Change is fucking hard. It’s fucking tragic. – Becky Albertalli, The Upside of Unrequited
Seventeen-year-old Molly Peskin-Suso knows all about unrequited love—she’s lived through it twenty-six times. She crushes hard and crushes often, but always in secret. Because no matter how many times her twin sister, Cassie, tells her to woman up, Molly can’t stomach the idea of rejection. So she’s careful. Fat girls always have to be careful.
Then a cute new girl enters Cassie’s orbit, and for the first time ever, Molly’s cynical twin is a lovesick mess. Meanwhile, Molly’s totally not dying of loneliness—except for the part where she is. Luckily, Cassie’s new girlfriend comes with a cute hipster-boy sidekick. Will is funny and flirtatious and just might be perfect crush material. Maybe more than crush material. And if Molly can win him over, she’ll get her first kiss and she’ll get her twin back.
There’s only one problem: Molly’s coworker Reid. He’s an awkward Tolkien superfan with a season pass to the Ren Faire, and there’s absolutely no way Molly could fall for him. Right?
Apparently there’s something about the month of June that just makes me love every book I pick up.
The Upside of Unrequited is not immune to the power of June.
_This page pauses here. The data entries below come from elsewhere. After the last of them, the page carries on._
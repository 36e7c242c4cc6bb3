//! Addition and subtraction on [`BitSequence`] values.
//!
//! Both operators run the bits through the ripple-carry adder in [`logic`](crate::logic) and
//! wrap the outcome in a freshly validated sequence. A carry out of the most significant position
//! means overflow for unsigned operands; signed operands instead overflow when the sign of the
//! result contradicts the signs of the operands.

use std::fmt;

use crate::{
    cmp::ensure_compatible,
    error::{BitsError, Result},
    logic,
    trace::ArithTrace,
    BitSequence, LOG_TARGET,
};

#[derive(Debug, Clone, Copy, PartialEq, Eq)]
pub enum ArithOp {
    Add,
    Subtract,
}

impl ArithOp {
    pub fn symbol(self) -> char {
        match self {
            ArithOp::Add => '+',
            ArithOp::Subtract => '-',
        }
    }
}

impl fmt::Display for ArithOp {
    fn fmt(&self, f: &mut fmt::Formatter<'_>) -> fmt::Result {
        match self {
            ArithOp::Add => write!(f, "add"),
            ArithOp::Subtract => write!(f, "subtract"),
        }
    }
}

impl BitSequence {
    /// Sum of two sequences of equal width and signedness.
    ///
    /// Fails with [`BitsError::Overflow`] if the sum does not fit the shared width.
    pub fn add(&self, rhs: &Self) -> Result<Self> {
        let _span = tracing::debug_span!(
            target: LOG_TARGET,
            "add",
            width = self.width(),
            signed = self.is_signed()
        )
        .entered();

        ensure_compatible(self, rhs)?;

        let width = self.width();
        let mut sum = logic::ripple_add(self.bits(), rhs.bits(), false);

        let overflow = if self.is_signed() {
            // a carry out of the sign position alone is not an overflow
            keep_low_bits(&mut sum, width);
            self.msb() == rhs.msb() && sum[0] != self.msb()
        } else {
            sum.len() > width
        };
        if overflow {
            return Err(self.overflow(ArithOp::Add, rhs));
        }

        self.finish(ArithOp::Add, rhs, sum)
    }

    /// Difference of two sequences of equal width and signedness.
    ///
    /// Unsigned subtraction requires `self` to be strictly greater than `rhs` and fails with
    /// [`BitsError::Underflow`] otherwise. Signed subtraction fails with [`BitsError::Overflow`]
    /// when the difference leaves the representable range.
    pub fn subtract(&self, rhs: &Self) -> Result<Self> {
        let _span = tracing::debug_span!(
            target: LOG_TARGET,
            "subtract",
            width = self.width(),
            signed = self.is_signed()
        )
        .entered();

        ensure_compatible(self, rhs)?;

        if !self.is_signed() && !self.greater_than(rhs)? {
            let err = BitsError::Underflow {
                minuend: self.decimal(),
                subtrahend: rhs.decimal(),
            };
            tracing::debug!(target: LOG_TARGET, %err, "subtraction rejected");
            return Err(err);
        }

        let width = self.width();
        let mut difference = logic::ripple_subtract(self.bits(), rhs.bits());
        keep_low_bits(&mut difference, width);

        if self.is_signed() && self.msb() != rhs.msb() && difference[0] != self.msb() {
            return Err(self.overflow(ArithOp::Subtract, rhs));
        }

        self.finish(ArithOp::Subtract, rhs, difference)
    }

    fn finish(&self, op: ArithOp, rhs: &Self, bits: Vec<bool>) -> Result<Self> {
        let result = BitSequence::from_bits(bits, self.is_signed())?;
        tracing::debug!(
            target: LOG_TARGET,
            "{}",
            ArithTrace::new(op, self, rhs, &result)
        );
        Ok(result)
    }

    fn overflow(&self, op: ArithOp, rhs: &Self) -> BitsError {
        let err = BitsError::Overflow {
            op: op.symbol(),
            lhs: self.decimal(),
            rhs: rhs.decimal(),
            width: self.width(),
        };
        tracing::debug!(target: LOG_TARGET, %err, "{op} rejected");
        err
    }
}

/// Drops leading bits until only the `width` least significant remain.
fn keep_low_bits(bits: &mut Vec<bool>, width: usize) {
    if bits.len() > width {
        bits.drain(..bits.len() - width);
    }
}
//! Session managers caching the Vault token used for every request.
//!
//! [`SimpleSessionManager`] logs in once and keeps the token forever.
//! [`LifecycleAwareSessionManager`] additionally renews login tokens in the
//! background shortly before their lease expires and revokes them on
//! [`destroy`](LifecycleAwareSessionManager::destroy).
//!
//! Both use double-checked acquisition: a lock-free read of the cached token,
//! and on a miss a mutex around the re-check and the login exchange, so
//! concurrent callers never trigger more than one login.

use crate::{
    authentication::ClientAuthentication,
    error::{VaultError, VaultResult},
    scheduler::{OneShotTrigger, ScheduledTask, Task, TaskFuture, TaskScheduler},
    token::VaultToken,
    transport::{RENEW_SELF_PATH, REVOKE_SELF_PATH, VaultHttpHeaders, VaultTransport},
};
use arc_swap::ArcSwapOption;
use async_trait::async_trait;
use reqwest::Method;
use std::{
    sync::{Arc, Weak},
    time::Duration,
};
use tokio::sync::Mutex;
use tracing::{debug, error, info, instrument, warn};

/// Renewal fires this long before the lease runs out.
pub const REFRESH_PERIOD_BEFORE_EXPIRY: Duration = Duration::from_secs(5);

/// Delay until renewal of a token with the given lease: the lease minus
/// [`REFRESH_PERIOD_BEFORE_EXPIRY`], but at least one second.
#[must_use]
pub fn renewal_delay(lease_duration: Duration) -> Duration {
    lease_duration
        .saturating_sub(REFRESH_PERIOD_BEFORE_EXPIRY)
        .max(Duration::from_secs(1))
}

/// Provides the token used to authenticate against Vault.
#[async_trait]
pub trait SessionManager: Send + Sync {
    /// Return the cached token, logging in first if there is none.
    ///
    /// # Errors
    ///
    /// Returns [`VaultError::AuthenticationFailed`] if the login exchange
    /// fails. Nothing is cached in that case.
    async fn session_token(&self) -> VaultResult<Arc<VaultToken>>;
}

/// Result of a single renewal attempt.
#[derive(Debug, Clone, Copy, PartialEq, Eq)]
pub enum RenewalOutcome {
    /// Vault extended the lease; another renewal gets scheduled.
    Renewed,
    /// Vault rejected the token; the cache was cleared so the next access
    /// logs in again.
    Reset,
    /// The token was replaced, discarded or is not renewable.
    Skipped,
}

async fn login(authentication: &dyn ClientAuthentication) -> VaultResult<Arc<VaultToken>> {
    let token = authentication.login().await.map_err(|e| match e {
        VaultError::AuthenticationFailed(_) => e,
        other => VaultError::auth_failed(other.to_string()),
    })?;

    if token.token().is_empty() {
        return Err(VaultError::auth_failed("login returned an empty token"));
    }

    info!(
        kind = ?token.kind(),
        lease_secs = token.lease_duration().as_secs(),
        renewable = token.renewable(),
        "Obtained Vault session token"
    );
    Ok(Arc::new(token))
}

/// Session manager without renewal or revocation.
///
/// Suited to non-expiring tokens or callers managing the token lifecycle
/// themselves.
pub struct SimpleSessionManager {
    authentication: Arc<dyn ClientAuthentication>,
    token: ArcSwapOption<VaultToken>,
    lock: Mutex<()>,
}

impl SimpleSessionManager {
    /// Create a manager logging in through `authentication`.
    #[must_use]
    pub fn new(authentication: Arc<dyn ClientAuthentication>) -> Self {
        Self {
            authentication,
            token: ArcSwapOption::empty(),
            lock: Mutex::new(()),
        }
    }
}

#[async_trait]
impl SessionManager for SimpleSessionManager {
    async fn session_token(&self) -> VaultResult<Arc<VaultToken>> {
        if let Some(token) = self.token.load_full() {
            return Ok(token);
        }

        let _guard = self.lock.lock().await;
        if let Some(token) = self.token.load_full() {
            return Ok(token);
        }

        let token = login(self.authentication.as_ref()).await?;
        self.token.store(Some(Arc::clone(&token)));
        Ok(token)
    }
}

struct Inner {
    authentication: Arc<dyn ClientAuthentication>,
    scheduler: Arc<dyn TaskScheduler>,
    transport: Arc<dyn VaultTransport>,
    token: ArcSwapOption<VaultToken>,
    /// Serialises login, renewal and revocation; holds the pending renewal.
    renewal: Mutex<Option<ScheduledTask>>,
}

impl Inner {
    /// The cached token, if it still is the `generation` a task was bound to.
    fn current_generation(&self, generation: &Weak<VaultToken>) -> Option<Arc<VaultToken>> {
        self.token
            .load_full()
            .filter(|current| std::ptr::eq(Arc::as_ptr(current), generation.as_ptr()))
    }

    fn schedule_renewal(self: &Arc<Self>, token: &Arc<VaultToken>) -> ScheduledTask {
        let delay = renewal_delay(token.lease_duration());
        info!(delay_secs = delay.as_secs(), "Scheduling token renewal");

        let manager = Arc::downgrade(self);
        let generation = Arc::downgrade(token);
        let task: Task = Arc::new(move || -> TaskFuture {
            let manager = Weak::clone(&manager);
            let generation = Weak::clone(&generation);
            Box::pin(async move {
                if let Some(inner) = manager.upgrade() {
                    inner.run_renewal(&generation).await;
                }
            })
        });

        self.scheduler
            .schedule(task, Arc::new(OneShotTrigger::new(delay)))
    }

    /// Body of the scheduled renewal task. Errors end here: nobody awaits it.
    async fn run_renewal(self: &Arc<Self>, generation: &Weak<VaultToken>) {
        let mut renewal = self.renewal.lock().await;

        match self.renew_token(generation).await {
            Ok(RenewalOutcome::Renewed) => {
                *renewal = self
                    .current_generation(generation)
                    .map(|token| self.schedule_renewal(&token));
            }
            Ok(RenewalOutcome::Reset) => *renewal = None,
            // A newer generation may own the pending handle.
            Ok(RenewalOutcome::Skipped) => debug!("Token renewal skipped"),
            Err(e) => {
                *renewal = None;
                error!(error = %e, "Cannot renew VaultToken");
            }
        }
    }

    /// Must be called with the `renewal` lock held.
    async fn renew_token(&self, generation: &Weak<VaultToken>) -> VaultResult<RenewalOutcome> {
        let Some(token) = self.current_generation(generation) else {
            return Ok(RenewalOutcome::Skipped);
        };
        if !token.is_renewable() {
            return Ok(RenewalOutcome::Skipped);
        }

        info!("Renewing token");
        let headers = VaultHttpHeaders::from_token(&token)?;
        match self
            .transport
            .request(Method::POST, RENEW_SELF_PATH, headers, None)
            .await
        {
            Ok(_) => Ok(RenewalOutcome::Renewed),
            Err(e) if e.is_client_error() => {
                debug!(
                    error = %e,
                    "Cannot refresh token, resetting token and performing re-login"
                );
                self.token.store(None);
                Ok(RenewalOutcome::Reset)
            }
            Err(e) => Err(e),
        }
    }

    async fn revoke(&self, token: &VaultToken) {
        let headers = match VaultHttpHeaders::from_token(token) {
            Ok(headers) => headers,
            Err(e) => {
                warn!(error = %e, "Cannot revoke VaultToken");
                return;
            }
        };

        match self
            .transport
            .request(Method::POST, REVOKE_SELF_PATH, headers, None)
            .await
        {
            Ok(_) => info!("Revoked VaultToken"),
            Err(e) => warn!(error = %e, "Cannot revoke VaultToken"),
        }
    }
}

/// Session manager renewing login tokens in the background and revoking them
/// on [`destroy`](Self::destroy).
///
/// Renewal is scheduled [`REFRESH_PERIOD_BEFORE_EXPIRY`] before the lease
/// ends. When Vault rejects a renewal with a client error the token is
/// discarded and the next [`session_token`](SessionManager::session_token)
/// call logs in again. Any other renewal failure is logged and renewal stops;
/// the token stays cached until it is discarded some other way.
pub struct LifecycleAwareSessionManager {
    inner: Arc<Inner>,
}

impl LifecycleAwareSessionManager {
    /// Create a manager logging in through `authentication`, scheduling
    /// renewals on `scheduler` and renewing/revoking through `transport`.
    #[must_use]
    pub fn new(
        authentication: Arc<dyn ClientAuthentication>,
        scheduler: Arc<dyn TaskScheduler>,
        transport: Arc<dyn VaultTransport>,
    ) -> Self {
        Self {
            inner: Arc::new(Inner {
                authentication,
                scheduler,
                transport,
                token: ArcSwapOption::empty(),
                renewal: Mutex::new(None),
            }),
        }
    }

    /// The cached token, without logging in.
    #[must_use]
    pub fn cached_token(&self) -> Option<Arc<VaultToken>> {
        self.inner.token.load_full()
    }

    /// Renew the cached token now instead of waiting for the scheduled
    /// renewal, which is replaced by a freshly scheduled one on success.
    ///
    /// # Errors
    ///
    /// Returns the transport error for failures other than a client error;
    /// the pending renewal is left untouched in that case.
    pub async fn renew_token(&self) -> VaultResult<RenewalOutcome> {
        let Some(generation) = self.cached_token().as_ref().map(Arc::downgrade) else {
            return Ok(RenewalOutcome::Skipped);
        };

        let mut renewal = self.inner.renewal.lock().await;
        let outcome = self.inner.renew_token(&generation).await?;

        if outcome != RenewalOutcome::Skipped {
            if let Some(pending) = renewal.take() {
                pending.cancel();
            }
        }
        if outcome == RenewalOutcome::Renewed {
            *renewal = self
                .inner
                .current_generation(&generation)
                .map(|token| self.inner.schedule_renewal(&token));
        }
        Ok(outcome)
    }

    /// Discard the cached token and revoke it if it is a login token.
    ///
    /// Revocation is best-effort: failures are logged. Calling this again is
    /// a no-op, and a later [`session_token`](SessionManager::session_token)
    /// call logs in afresh.
    #[instrument(skip(self))]
    pub async fn destroy(&self) {
        let token = {
            let mut renewal = self.inner.renewal.lock().await;
            if let Some(pending) = renewal.take() {
                pending.cancel();
            }
            self.inner.token.swap(None)
        };

        match token {
            Some(token) if token.is_login_token() => self.inner.revoke(&token).await,
            Some(_) => debug!("Static token discarded without revocation"),
            None => debug!("No session to destroy"),
        }
    }
}

#[async_trait]
impl SessionManager for LifecycleAwareSessionManager {
    async fn session_token(&self) -> VaultResult<Arc<VaultToken>> {
        if let Some(token) = self.inner.token.load_full() {
            return Ok(token);
        }

        let mut renewal = self.inner.renewal.lock().await;
        if let Some(token) = self.inner.token.load_full() {
            return Ok(token);
        }

        let token = login(self.inner.authentication.as_ref()).await?;
        self.inner.token.store(Some(Arc::clone(&token)));

        if token.is_renewable() {
            if let Some(stale) = renewal.replace(self.inner.schedule_renewal(&token)) {
                stale.cancel();
            }
        }
        Ok(token)
    }
}

impl Drop for LifecycleAwareSessionManager {
    fn drop(&mut self) {
        // A renewal holding the lock is not cancelled here; once it finishes,
        // any task it schedules fails to upgrade its `Weak` and does nothing.
        if let Ok(mut renewal) = self.inner.renewal.try_lock() {
            if let Some(pending) = renewal.take() {
                pending.cancel();
            }
        }
    }
}
//! Vault response bodies understood by the session layer.

use serde::Deserialize;

/// Vault auth response
#[derive(Debug, Deserialize)]
pub struct AuthResponse {
    /// Auth block of a login response
    pub auth: AuthData,
}

/// Auth block of a login response.
#[derive(Debug, Deserialize)]
pub struct AuthData {
    /// Issued token
    pub client_token: String,
    /// Token accessor
    #[serde(default)]
    pub accessor: String,
    /// Attached policies
    #[serde(default)]
    pub policies: Vec<String>,
    /// Lease duration in seconds
    #[serde(default)]
    pub lease_duration: u64,
    /// Whether the token may be renewed
    #[serde(default)]
    pub renewable: bool,
}

/// Vault error body: `{"errors": ["..."]}`.
#[derive(Debug, Deserialize)]
struct ErrorResponse {
    #[serde(default)]
    errors: Vec<String>,
}

/// Extract a human readable message from a Vault error body.
///
/// Joins the entries of the `errors` array; falls back to the trimmed raw
/// body when it is not a Vault error document.
#[must_use]
pub fn error_message(body: &str) -> String {
    match serde_json::from_str::<ErrorResponse>(body) {
        Ok(parsed) if !parsed.errors.is_empty() => parsed.errors.join(", "),
        _ => body.trim().to_string(),
    }
}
Let’s start with a truth universally acknowledged — being a teenager is fucking awful. Being an awkward teenager with anxiety is even worse. Being a teenager with all of those things and body image issues to boot is a hell like no other.
Becky Albertalli tells Molly’s story in such a beautifully relatable way that as I was reading The Upside of Unrequited I actually continued to take pictures of entire pages of text because I related so hard to it.
I mean, I’ve never felt more in common with a fictional character than when Cassie, Molly’s twin sister, threatened to “hook him up with her fist,” and then called said character a “motherfucking douchebag”.
And naturally, since I have so much in common with Cassie, I decided to use a quote from her at the start of this post because I think Albertalli got it right when writing it.
The Upside of Unrequited is a coming of age story in some ways, but if I want someone to really understand what the actual story is about the simplest way to put it is that stuff is changing in Molly’s life and, guess what, it feels tragic.
What I think makes this book even more real is that Albertalli isn’t afraid of being inclusive. She incorporates a real world with real people. All of her characters aren’t straight or white and it’s just so refreshing.
I’ve yet to read Simon vs. the Homo Sapiens Agenda but after reading The Upside of Unrequited, I know I’ll be picking up her other book. This is another easy 5/5 stars for me.
Have you read The Upside of Unrequited? What did you think? If not, do you think you will?